Debel (also spelled Dibil, Arabic: دبل)  is a Lebanese village located in the caza of Bint Jbeil in the Nabatiye Governorate in Lebanon.

Geography
Debel occupies several hills with elevation ranging from 560 to 650 meters above sea level.  The main agricultural products of Debel are olives and tobacco.

Demography
The people of Debel are Lebanese and are predominantly Maronite Christians.

History
In 1596, it was named as a village, ‘“Dibil” in the Ottoman nahiya (subdistrict) of  Tibnin  under the liwa' (district) of Safad, with a population of 12  households and 6 bachelors, all Muslims. The villagers paid a fixed tax-rate of 25% on  agricultural products, such as wheat, barley,  summer crops, fruit trees, goats and beehives, in addition to "occasional revenues”; a total of 1,530 akçe.

In 1852, Edward Robinson noted the village ("Dibl") on his travels in the region.

Ernest Renan visited the area during his mission to Lebanon and described what he found in his book Mission de Phénicie (1865-1874). At Dibl he found Greek Inscriptions.

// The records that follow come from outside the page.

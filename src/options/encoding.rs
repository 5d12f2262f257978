//! Response body charset.

use encoding_rs::Encoding;
use std::borrow::Cow;
use std::fmt;

/// Text encoding applied to scrape responses.
///
/// When configured, the exposition text is transcoded before it is written
/// and the response media type declares the charset.
///
/// Encodings that cannot be produced on output (UTF-16, `replacement`)
/// resolve to their output encoding, UTF-8, so the declared charset always
/// matches the bytes sent.
#[derive(Clone, Copy, PartialEq, Eq)]
pub struct ResponseEncoding(&'static Encoding);

impl ResponseEncoding {
    /// UTF-8, the native encoding of the exposition format.
    pub fn utf8() -> Self {
        Self(encoding_rs::UTF_8)
    }

    /// Looks up an encoding by its WHATWG label (`"utf-8"`, `"latin1"`, `"windows-1251"`, ...).
    pub fn for_label(label: &str) -> Option<Self> {
        Encoding::for_label(label.trim().as_bytes()).map(Self::from)
    }

    /// Charset name as it appears in the `Content-Type` header.
    pub fn name(&self) -> String {
        self.0.name().to_ascii_lowercase()
    }

    /// Transcodes UTF-8 exposition text into this encoding.
    ///
    /// Characters the encoding cannot represent are replaced with HTML
    /// numeric character references.
    pub fn encode<'a>(&self, text: &'a str) -> Cow<'a, [u8]> {
        let (bytes, _, had_unmappable) = self.0.encode(text);
        if had_unmappable {
            tracing::debug!(
                encoding = self.0.name(),
                "Exposition text contains characters not representable in response encoding"
            );
        }
        bytes
    }
}

impl From<&'static Encoding> for ResponseEncoding {
    fn from(encoding: &'static Encoding) -> Self {
        Self(encoding.output_encoding())
    }
}

impl fmt::Debug for ResponseEncoding {
    fn fmt(&self, f: &mut fmt::Formatter<'_>) -> fmt::Result {
        f.debug_tuple("ResponseEncoding").field(&self.0.name()).finish()
    }
}

#[cfg(test)]
mod tests {
    use super::*;

    #[test]
    fn test_utf8_name() {
        assert_eq!(ResponseEncoding::utf8().name(), "utf-8");
    }

    #[test]
    fn test_for_label() {
        let enc = ResponseEncoding::for_label(" UTF8 ").unwrap();
        assert_eq!(enc, ResponseEncoding::utf8());
        assert_eq!(
            ResponseEncoding::for_label("cp1251").unwrap().name(),
            "windows-1251"
        );
        assert!(ResponseEncoding::for_label("klingon").is_none());
    }

    #[test]
    fn test_input_only_encodings_resolve_to_utf8() {
        for label in ["utf-16le", "utf-16be", "iso-2022-kr"] {
            let enc = ResponseEncoding::for_label(label).unwrap();
            assert_eq!(enc.name(), "utf-8", "{}", label);
            assert_eq!(&*enc.encode("русский"), "русский".as_bytes());
        }
        assert_eq!(ResponseEncoding::from(encoding_rs::UTF_16LE), ResponseEncoding::utf8());
    }

    #[test]
    fn test_encode_cyrillic() {
        let text = "русский";
        let utf8 = ResponseEncoding::utf8().encode(text);
        assert_eq!(&*utf8, text.as_bytes());

        let cp1251 = ResponseEncoding::for_label("windows-1251").unwrap().encode(text);
        assert_eq!(cp1251.len(), text.chars().count());
    }
}
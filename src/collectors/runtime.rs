//! Async runtime and build information collector.

use prometheus::core::{Collector, Desc};
use prometheus::proto::MetricFamily;
use prometheus::{IntGauge, IntGaugeVec, Opts};

const METRICS_NUMBER: usize = 3;

/// On-demand collector reporting tokio runtime statistics.
///
/// Values are read from the runtime the scrape is served on; outside a
/// runtime only the build info family is reported.
pub struct RuntimeCollector {
    descs: Vec<Desc>,
    workers: IntGauge,
    alive_tasks: IntGauge,
    build_info: IntGaugeVec,
}

impl RuntimeCollector {
    /// Creates a collector whose metric names carry the given prefix.
    pub fn new(prefix: &str) -> prometheus::Result<Self> {
        let workers = IntGauge::with_opts(
            Opts::new(
                "tokio_runtime_workers",
                "Number of worker threads used by the async runtime.",
            )
            .namespace(prefix),
        )?;
        let alive_tasks = IntGauge::with_opts(
            Opts::new(
                "tokio_runtime_alive_tasks",
                "Number of tasks currently alive in the async runtime.",
            )
            .namespace(prefix),
        )?;
        let build_info = IntGaugeVec::new(
            Opts::new(
                "metric_server_build_info",
                "Build information of the metric server, value is always 1.",
            )
            .namespace(prefix),
            &["version"],
        )?;
        build_info.with_label_values(&[crate::VERSION]).set(1);

        let mut descs = Vec::with_capacity(METRICS_NUMBER);
        descs.extend(workers.desc().into_iter().cloned());
        descs.extend(alive_tasks.desc().into_iter().cloned());
        descs.extend(build_info.desc().into_iter().cloned());

        Ok(Self {
            descs,
            workers,
            alive_tasks,
            build_info,
        })
    }
}

impl Collector for RuntimeCollector {
    fn desc(&self) -> Vec<&Desc> {
        self.descs.iter().collect()
    }

    fn collect(&self) -> Vec<MetricFamily> {
        let mut mfs = Vec::with_capacity(METRICS_NUMBER);

        if let Ok(handle) = tokio::runtime::Handle::try_current() {
            let metrics = handle.metrics();
            self.workers.set(metrics.num_workers() as i64);
            self.alive_tasks.set(metrics.num_alive_tasks() as i64);
            mfs.extend(self.workers.collect());
            mfs.extend(self.alive_tasks.collect());
        }
        mfs.extend(self.build_info.collect());

        mfs
    }
}
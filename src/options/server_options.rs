//! Binding parameters for a metric server.

use super::{ResponseEncoding, TlsCertificate};
use crate::error::ServerError;
use prometheus::Registry;
use std::fmt;

/// Bind address meaning "all interfaces".
pub const DEFAULT_HOST: &str = "*";

/// Port used when none is configured.
pub const DEFAULT_PORT: u16 = 5000;

/// Scrape path used when none is configured.
pub const DEFAULT_MAP_PATH: &str = "/metrics";

/// Media type of the Prometheus text exposition format.
pub const EXPOSITION_CONTENT_TYPE: &str = "text/plain; version=0.0.4";

/// Configuration for a [`MetricServer`](crate::MetricServer).
///
/// All fields are public; use struct update syntax or the builder-style
/// setters. Validation happens when the server is constructed.
#[derive(Clone)]
pub struct MetricServerOptions {
    /// Host name or IP address to bind. `"*"` and `"+"` bind all interfaces.
    pub host: String,
    /// Port to listen on. Must be nonzero.
    pub port: u16,
    /// Path the metrics are served under.
    pub map_path: String,
    /// Certificate switching the listener from HTTP to HTTPS.
    pub tls: Option<TlsCertificate>,
    /// Registry to expose. Falls back to [`shared_registry`](crate::shared_registry).
    pub registry: Option<Registry>,
    /// Register process and runtime collectors into the registry.
    pub use_default_collectors: bool,
    /// Prefix for default-collector metric names.
    pub metric_prefix: String,
    /// Charset of the response body.
    pub response_encoding: Option<ResponseEncoding>,
}

impl Default for MetricServerOptions {
    fn default() -> Self {
        Self {
            host: DEFAULT_HOST.to_string(),
            port: DEFAULT_PORT,
            map_path: DEFAULT_MAP_PATH.to_string(),
            tls: None,
            registry: None,
            use_default_collectors: true,
            metric_prefix: String::new(),
            response_encoding: None,
        }
    }
}

impl fmt::Debug for MetricServerOptions {
    fn fmt(&self, f: &mut fmt::Formatter<'_>) -> fmt::Result {
        f.debug_struct("MetricServerOptions")
            .field("host", &self.host)
            .field("port", &self.port)
            .field("map_path", &self.map_path)
            .field("tls", &self.tls)
            .field("registry", &self.registry.as_ref().map(|_| "<registry>"))
            .field("use_default_collectors", &self.use_default_collectors)
            .field("metric_prefix", &self.metric_prefix)
            .field("response_encoding", &self.response_encoding)
            .finish()
    }
}

impl MetricServerOptions {
    /// Creates options with a custom port.
    pub fn with_port(port: u16) -> Self {
        Self {
            port,
            ..Default::default()
        }
    }

    /// Creates options exposing the given registry.
    pub fn with_registry(registry: Registry) -> Self {
        Self {
            registry: Some(registry),
            ..Default::default()
        }
    }

    /// Sets the bind host.
    pub fn host(mut self, host: impl Into<String>) -> Self {
        self.host = host.into();
        self
    }

    /// Sets the port.
    pub fn port(mut self, port: u16) -> Self {
        self.port = port;
        self
    }

    /// Sets the scrape path.
    pub fn map_path(mut self, path: impl Into<String>) -> Self {
        self.map_path = path.into();
        self
    }

    /// Serves over HTTPS with the given certificate.
    pub fn tls(mut self, certificate: TlsCertificate) -> Self {
        self.tls = Some(certificate);
        self
    }

    /// Sets the registry.
    pub fn registry(mut self, registry: Registry) -> Self {
        self.registry = Some(registry);
        self
    }

    /// Enables or disables default collectors.
    pub fn use_default_collectors(mut self, enabled: bool) -> Self {
        self.use_default_collectors = enabled;
        self
    }

    /// Sets the default-collector metric name prefix.
    pub fn metric_prefix(mut self, prefix: impl Into<String>) -> Self {
        self.metric_prefix = prefix.into();
        self
    }

    /// Sets the response charset.
    pub fn response_encoding(mut self, encoding: ResponseEncoding) -> Self {
        self.response_encoding = Some(encoding);
        self
    }

    /// Validates the options and returns them normalized.
    ///
    /// The scrape path is trimmed and gets a leading `/` if it lacks one.
    pub fn validate(mut self) -> Result<Self, ServerError> {
        if self.port == 0 {
            return Err(ServerError::InvalidArgument(
                "port should be specified".to_string(),
            ));
        }
        if self.host.trim().is_empty() {
            return Err(ServerError::InvalidArgument(
                "host should not be empty".to_string(),
            ));
        }
        self.map_path = normalize_map_path(&self.map_path)?;
        Ok(self)
    }

    /// URL scheme implied by the TLS setting.
    pub fn scheme(&self) -> &'static str {
        if self.tls.is_some() {
            "https"
        } else {
            "http"
        }
    }

    /// `Content-Type` header value for scrape responses.
    pub fn content_type(&self) -> String {
        match &self.response_encoding {
            Some(encoding) => format!("{}; charset={}", EXPOSITION_CONTENT_TYPE, encoding.name()),
            None => EXPOSITION_CONTENT_TYPE.to_string(),
        }
    }
}

/// Trims the path and makes sure it starts with `/`.
pub(crate) fn normalize_map_path(path: &str) -> Result<String, ServerError> {
    let trimmed = path.trim();
    if trimmed.is_empty() {
        return Err(ServerError::InvalidArgument(
            "map path should not be empty".to_string(),
        ));
    }
    if trimmed.starts_with('/') {
        Ok(trimmed.to_string())
    } else {
        Ok(format!("/{}", trimmed))
    }
}

#[cfg(test)]
mod tests {
    use super::*;
    use proptest::prelude::*;

    #[test]
    fn test_defaults() {
        let options = MetricServerOptions::default();
        assert_eq!(options.host, "*");
        assert_eq!(options.port, 5000);
        assert_eq!(options.map_path, "/metrics");
        assert!(options.use_default_collectors);
        assert!(options.metric_prefix.is_empty());
        assert!(options.registry.is_none());
        assert!(options.validate().is_ok());
    }

    #[test]
    fn test_empty_path_invalid() {
        for path in ["", "   "] {
            let err = MetricServerOptions::default().map_path(path).validate().unwrap_err();
            assert!(matches!(err, ServerError::InvalidArgument(_)));
        }
    }

    #[test]
    fn test_zero_port_invalid() {
        let err = MetricServerOptions::with_port(0).validate().unwrap_err();
        assert!(matches!(err, ServerError::InvalidArgument(_)));
    }

    #[test]
    fn test_missing_leading_slash_is_prepended() {
        let options = MetricServerOptions::default()
            .map_path("metrics")
            .validate()
            .unwrap();
        assert_eq!(options.map_path, "/metrics");
    }

    #[test]
    fn test_scheme_follows_tls() {
        let options = MetricServerOptions::default();
        assert_eq!(options.scheme(), "http");
        let options = options.tls(TlsCertificate::from_pem("c", "k"));
        assert_eq!(options.scheme(), "https");
    }

    #[test]
    fn test_content_type() {
        let options = MetricServerOptions::default();
        assert_eq!(options.content_type(), "text/plain; version=0.0.4");

        let options = options.response_encoding(ResponseEncoding::utf8());
        assert_eq!(
            options.content_type(),
            "text/plain; version=0.0.4; charset=utf-8"
        );
    }

    proptest! {
        #[test]
        fn prop_normalized_path_is_rooted_and_stable(path in "[ ]{0,2}/?[a-z0-9_/-]{1,16}[ ]{0,2}") {
            let normalized = normalize_map_path(&path).unwrap();
            prop_assert!(normalized.starts_with('/'));
            prop_assert_eq!(normalize_map_path(&normalized).unwrap(), normalized.clone());
        }
    }
}
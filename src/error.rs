//! Crate-level error type.

use crate::config::ConfigError;
use thiserror::Error;

/// Errors that can occur while configuring or running a metric server.
#[derive(Debug, Error)]
pub enum ServerError {
    /// Structurally invalid configuration, reported at construction time.
    #[error("invalid argument: {0}")]
    InvalidArgument(String),

    /// The listener could not be bound (address in use, permission denied,
    /// malformed address or TLS credential).
    #[error("failed to bind to {addr}: {source}")]
    Bind {
        /// Address the bind was attempted on.
        addr: String,
        /// Underlying I/O failure.
        #[source]
        source: std::io::Error,
    },

    /// Registering the default collectors failed for a reason other than
    /// the collectors already being present.
    #[error("registry error: {0}")]
    Registry(#[from] prometheus::Error),

    /// The configuration file could not be turned into options.
    #[error("configuration error: {0}")]
    Config(#[from] ConfigError),
}

impl ServerError {
    pub(crate) fn bind(addr: impl Into<String>, source: std::io::Error) -> Self {
        Self::Bind {
            addr: addr.into(),
            source,
        }
    }
}
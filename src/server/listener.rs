//! Listener binding, accept task and shutdown.

use crate::error::ServerError;
use crate::options::MetricServerOptions;
use axum::Router;
use std::io;
use std::net::{IpAddr, SocketAddr};
use std::time::Duration;
use tokio::net::TcpListener;
use tokio::task::JoinHandle;
use tokio_util::sync::CancellationToken;

/// How long in-flight requests may run after a stop is requested.
pub(crate) const SHUTDOWN_GRACE: Duration = Duration::from_secs(5);

/// A bound listener with its accept task.
#[derive(Debug)]
pub(crate) struct RunningListener {
    addr: SocketAddr,
    cancel: CancellationToken,
    task: JoinHandle<()>,
}

impl RunningListener {
    /// Binds according to `options` and spawns the accept loop.
    ///
    /// Returns once the socket is bound; no request has been served yet.
    pub(crate) async fn bind(
        options: &MetricServerOptions,
        router: Router,
    ) -> Result<Self, ServerError> {
        let requested = resolve(&options.host, options.port).await?;
        let listener = TcpListener::bind(requested)
            .await
            .map_err(|e| ServerError::bind(requested.to_string(), e))?;
        let addr = listener
            .local_addr()
            .map_err(|e| ServerError::bind(requested.to_string(), e))?;

        let cancel = CancellationToken::new();
        let task = match &options.tls {
            None => serve_http(listener, router, cancel.clone()),
            Some(certificate) => serve_https(listener, addr, certificate, router, cancel.clone()).await?,
        };

        Ok(Self { addr, cancel, task })
    }

    pub(crate) fn local_addr(&self) -> SocketAddr {
        self.addr
    }

    /// Stops accepting, waits for the accept task and releases the socket.
    ///
    /// Requests still running after [`SHUTDOWN_GRACE`] are aborted.
    pub(crate) async fn shutdown(mut self) {
        self.cancel.cancel();

        if tokio::time::timeout(SHUTDOWN_GRACE, &mut self.task)
            .await
            .is_err()
        {
            tracing::warn!(
                addr = %self.addr,
                "In-flight requests did not finish in time, aborting"
            );
            self.task.abort();
            let _ = self.task.await;
        }
    }

    /// Tears the listener down without waiting.
    pub(crate) fn abort(&self) {
        self.cancel.cancel();
        self.task.abort();
    }
}

fn serve_http(listener: TcpListener, router: Router, cancel: CancellationToken) -> JoinHandle<()> {
    tokio::spawn(async move {
        if let Err(e) = axum::serve(listener, router)
            .with_graceful_shutdown(cancel.cancelled_owned())
            .await
        {
            tracing::error!(error = %e, "Metric server terminated");
        }
    })
}

#[cfg(feature = "tls")]
async fn serve_https(
    listener: TcpListener,
    addr: SocketAddr,
    certificate: &crate::options::TlsCertificate,
    router: Router,
    cancel: CancellationToken,
) -> Result<JoinHandle<()>, ServerError> {
    use axum_server::tls_rustls::RustlsConfig;

    // Pin the provider so other rustls users in the process cannot make the
    // default ambiguous; an already-installed default is kept.
    let _ = rustls::crypto::aws_lc_rs::default_provider().install_default();

    let config = RustlsConfig::from_pem(
        certificate.cert_chain_pem().to_vec(),
        certificate.private_key_pem().to_vec(),
    )
    .await
    .map_err(|e| ServerError::bind(addr.to_string(), e))?;
    let listener = listener
        .into_std()
        .map_err(|e| ServerError::bind(addr.to_string(), e))?;

    let handle = axum_server::Handle::new();
    let server = axum_server::from_tcp_rustls(listener, config).handle(handle.clone());

    Ok(tokio::spawn(async move {
        let serve = server.serve(router.into_make_service());
        tokio::pin!(serve);

        let result = tokio::select! {
            result = &mut serve => result,
            _ = cancel.cancelled() => {
                handle.graceful_shutdown(Some(SHUTDOWN_GRACE));
                serve.await
            }
        };
        if let Err(e) = result {
            tracing::error!(error = %e, "Metric server terminated");
        }
    }))
}

#[cfg(not(feature = "tls"))]
async fn serve_https(
    _listener: TcpListener,
    addr: SocketAddr,
    _certificate: &crate::options::TlsCertificate,
    _router: Router,
    _cancel: CancellationToken,
) -> Result<JoinHandle<()>, ServerError> {
    Err(ServerError::bind(
        addr.to_string(),
        io::Error::new(
            io::ErrorKind::Unsupported,
            "HTTPS requires the `tls` feature",
        ),
    ))
}

/// Resolves the configured host to a bind address.
pub(crate) async fn resolve(host: &str, port: u16) -> Result<SocketAddr, ServerError> {
    let host = host.trim();
    if host == "*" || host == "+" {
        return Ok(SocketAddr::from(([0, 0, 0, 0], port)));
    }

    let host = host.trim_start_matches('[').trim_end_matches(']');
    if let Ok(ip) = host.parse::<IpAddr>() {
        return Ok(SocketAddr::new(ip, port));
    }

    let display = format!("{}:{}", host, port);
    tokio::net::lookup_host((host, port))
        .await
        .map_err(|e| ServerError::bind(display.clone(), e))?
        .next()
        .ok_or_else(|| {
            ServerError::bind(
                display,
                io::Error::new(io::ErrorKind::AddrNotAvailable, "host resolved to no address"),
            )
        })
}

#[cfg(test)]
mod tests {
    use super::*;

    #[tokio::test]
    async fn test_resolve_wildcards() {
        for host in ["*", "+", " * "] {
            let addr = resolve(host, 9100).await.unwrap();
            assert!(addr.ip().is_unspecified());
            assert_eq!(addr.port(), 9100);
        }
    }

    #[tokio::test]
    async fn test_resolve_literals() {
        let v4 = resolve("127.0.0.1", 80).await.unwrap();
        assert_eq!(v4, SocketAddr::from(([127, 0, 0, 1], 80)));

        let v6 = resolve("[::1]", 80).await.unwrap();
        assert!(v6.is_ipv6());
    }

    #[tokio::test]
    async fn test_resolve_unknown_host_is_bind_error() {
        let err = resolve("host.invalid", 80).await.unwrap_err();
        assert!(matches!(err, ServerError::Bind { .. }));
    }
}
//! Request-path error type.
//!
//! Every variant surfaces to the caller as `400 Bad Request` with the
//! `Display` text as a plain-text body.

use thiserror::Error;

/// Errors that can occur while serving one image request.
#[derive(Debug, Error)]
pub enum ProxyError {
    /// Origin unreachable, timed out, answered non-2xx, or sent too much.
    #[error("Failed to download image: {0}")]
    Download(String),

    /// Origin content type has no decoder.
    #[error("Not supported image: {0}")]
    UnsupportedImage(String),

    /// Bytes did not decode as the declared format.
    #[error("Failed to decode image: {0}")]
    Decode(#[source] image::ImageError),

    /// JPEG encoder rejected the image.
    #[error("Failed to encode image: {0}")]
    Encode(#[source] image::ImageError),

    /// `quality` query parameter is not an integer.
    #[error("Invalid quality parameter")]
    InvalidQuality,

    /// `url` query parameter is not an absolute http(s) URL.
    #[error("Invalid url parameter")]
    InvalidUrl,

    /// Path mode requested but no origin host is configured.
    #[error("Origin host is not configured")]
    OriginNotConfigured,
}

impl ProxyError {
    /// Short label for logs and metrics.
    pub fn kind(&self) -> &'static str {
        match self {
            ProxyError::Download(_) => "download",
            ProxyError::UnsupportedImage(_) => "unsupported",
            ProxyError::Decode(_) => "decode",
            ProxyError::Encode(_) => "encode",
            ProxyError::InvalidQuality => "invalid_quality",
            ProxyError::InvalidUrl => "invalid_url",
            ProxyError::OriginNotConfigured => "origin_not_configured",
        }
    }
}

impl From<reqwest::Error> for ProxyError {
    fn from(err: reqwest::Error) -> Self {
        ProxyError::Download(err.to_string())
    }
}

/// Result type for the request path.
pub type ProxyResult<T> = Result<T, ProxyError>;
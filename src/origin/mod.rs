//! Origin access subsystem.
//!
//! # Data Flow
//! ```text
//! ImageRequest
//!     → target.rs (OriginTarget: path mode or url mode, ForwardedHeaders)
//!     → fetcher.rs (single GET, size cap, timeouts)
//!     → FetchOutcome (image bytes + Content-Type + Last-Modified, or 304)
//! ```

pub mod fetcher;
pub mod target;

pub use fetcher::{FetchOutcome, FetchedImage, Fetcher};
pub use target::{ForwardedHeaders, OriginTarget};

In 1875, Victor Guérin visited, and described it as a village with 400 Maronite inhabitants. He also found here several inscriptions in Greek. He further noted: "At this village there are some rock-cut tombs, in one of which there is an inscription. Many well-dressed stones are used, and turn up in digging. On one of these was a fragmentary inscription. Under some of the houses of the village there is a large piece of tesselated pavement of very good design. The colours are red, black, and white. There are some sarcophagi and some broken pillars. This was probably an early Christian site."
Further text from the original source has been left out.